§ **What is being asked**:
From the data below, repeat exactly the lines from the line with "pub fn calls(&self)" to the line with "impl ContainerRuntime for", both included.
====== Data shown
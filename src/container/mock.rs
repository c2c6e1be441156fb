//! In-memory container runtime for tests
//!
//! Tracks volumes and containers the way the engine would and records every
//! call in order.

use std::collections::BTreeSet;
use std::path::Path;
use std::sync::Mutex;

use super::runtime::{ContainerRuntime, ContainerSpec, ContainerState, RuntimeError};

/// A recorded runtime call
#[derive(Debug, Clone, PartialEq, Eq)]
pub enum RuntimeCall {
    EnsureVolume(String),
    CreateVolume(String),
    ContainerExists(String),
    RemoveContainer(String),
    CreateContainer(ContainerSpec),
    Start(String),
    Wait(String, ContainerState),
    Exec(String, Vec<String>),
    Stop(String),
    BuildImage(String),
}

#[derive(Default)]
struct MockState {
    volumes: BTreeSet<String>,
    containers: BTreeSet<String>,
    calls: Vec<RuntimeCall>,
    next_id: u32,
}

/// Mock runtime
#[derive(Default)]
pub struct MockRuntime {
    state: Mutex<MockState>,
    exec_exit_code: i32,
    unreachable: bool,
}

impl MockRuntime {
    pub fn new() -> Self {
        Self::default()
    }

    /// Pretend these volumes already exist
    pub fn with_volumes(self, names: &[&str]) -> Self {
        if let Ok(mut state) = self.state.lock() {
            state.volumes.extend(names.iter().map(|n| n.to_string()));
        }
        self
    }

    /// Pretend a container with this name is left over from an earlier run
    pub fn with_container(self, name: &str) -> Self {
        if let Ok(mut state) = self.state.lock() {
            state.containers.insert(name.to_string());
        }
        self
    }

    /// Exit code returned by every exec
    pub fn with_exec_exit_code(mut self, code: i32) -> Self {
        self.exec_exit_code = code;
        self
    }

    /// Fail every call as if the daemon were down
    pub fn unreachable(mut self) -> Self {
        self.unreachable = true;
        self
    }

    pub fn calls(&self) -> Vec<RuntimeCall> {
        self.state.lock().map(|s| s.calls.clone()).unwrap_or_default()
    }

    pub fn volumes(&self) -> Vec<String> {
        self.state
            .lock()
            .map(|s| s.volumes.iter().cloned().collect())
            .unwrap_or_default()
    }

    pub fn containers(&self) -> Vec<String> {
        self.state
            .lock()
            .map(|s| s.containers.iter().cloned().collect())
            .unwrap_or_default()
    }

    fn record<T>(
        &self,
        call: RuntimeCall,
        f: impl FnOnce(&mut MockState) -> T,
    ) -> Result<T, RuntimeError> {
        if self.unreachable {
            return Err(RuntimeError::Unreachable("mock runtime is down".to_string()));
        }
        let mut state = self
            .state
            .lock()
            .map_err(|_| RuntimeError::Unreachable("mock state poisoned".to_string()))?;
        state.calls.push(call);
        Ok(f(&mut state))
    }
}

impl ContainerRuntime for MockRuntime {
    fn ensure_volume(&self, name: &str) -> Result<bool, RuntimeError> {
        self.record(RuntimeCall::EnsureVolume(name.to_string()), |s| {
            let created = s.volumes.insert(name.to_string());
            if created {
                s.calls.push(RuntimeCall::CreateVolume(name.to_string()));
            }
            created
        })
    }

    fn container_exists(&self, name: &str) -> Result<bool, RuntimeError> {
        self.record(RuntimeCall::ContainerExists(name.to_string()), |s| {
            s.containers.contains(name)
        })
    }

    fn remove_container(&self, name: &str) -> Result<(), RuntimeError> {
        self.record(RuntimeCall::RemoveContainer(name.to_string()), |s| {
            s.containers.remove(name);
        })
    }

    fn create_container(&self, spec: &ContainerSpec) -> Result<String, RuntimeError> {
        let result = self.record(RuntimeCall::CreateContainer(spec.clone()), |s| {
            if s.containers.contains(&spec.name) {
                return None;
            }
            s.containers.insert(spec.name.clone());
            s.next_id += 1;
            Some(format!("mock-{}", s.next_id))
        })?;
        result.ok_or_else(|| RuntimeError::Command {
            command: "create".to_string(),
            message: format!("container name {} is already in use", spec.name),
        })
    }

    fn start(&self, id: &str) -> Result<(), RuntimeError> {
        self.record(RuntimeCall::Start(id.to_string()), |_| ())
    }

    fn wait(&self, id: &str, state: ContainerState) -> Result<(), RuntimeError> {
        self.record(RuntimeCall::Wait(id.to_string(), state), |_| ())
    }

    fn exec_attached(
        &self,
        id: &str,
        command: &[String],
        _env: &[(String, String)],
    ) -> Result<i32, RuntimeError> {
        let code = self.exec_exit_code;
        self.record(RuntimeCall::Exec(id.to_string(), command.to_vec()), |_| code)
    }

    fn stop(&self, id: &str) -> Result<(), RuntimeError> {
        self.record(RuntimeCall::Stop(id.to_string()), |_| ())
    }

    fn build_image(&self, _context: &Path, tag: &str) -> Result<(), RuntimeError> {
        self.record(RuntimeCall::BuildImage(tag.to_string()), |_| ())
    }
}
============
§ **Expected output**:
    pub fn calls(&self) -> Vec<RuntimeCall> {
        self.state.lock().map(|s| s.calls.clone()).unwrap_or_default()
    }

    pub fn volumes(&self) -> Vec<String> {
        self.state
            .lock()
            .map(|s| s.volumes.iter().cloned().collect())
            .unwrap_or_default()
    }

    pub fn containers(&self) -> Vec<String> {
        self.state
            .lock()
            .map(|s| s.containers.iter().cloned().collect())
            .unwrap_or_default()
    }

    fn record<T>(
        &self,
        call: RuntimeCall,
        f: impl FnOnce(&mut MockState) -> T,
    ) -> Result<T, RuntimeError> {
        if self.unreachable {
            return Err(RuntimeError::Unreachable("mock runtime is down".to_string()));
        }
        let mut state = self
            .state
            .lock()
            .map_err(|_| RuntimeError::Unreachable("mock state poisoned".to_string()))?;
        state.calls.push(call);
        Ok(f(&mut state))
    }
}

impl ContainerRuntime for MockRuntime {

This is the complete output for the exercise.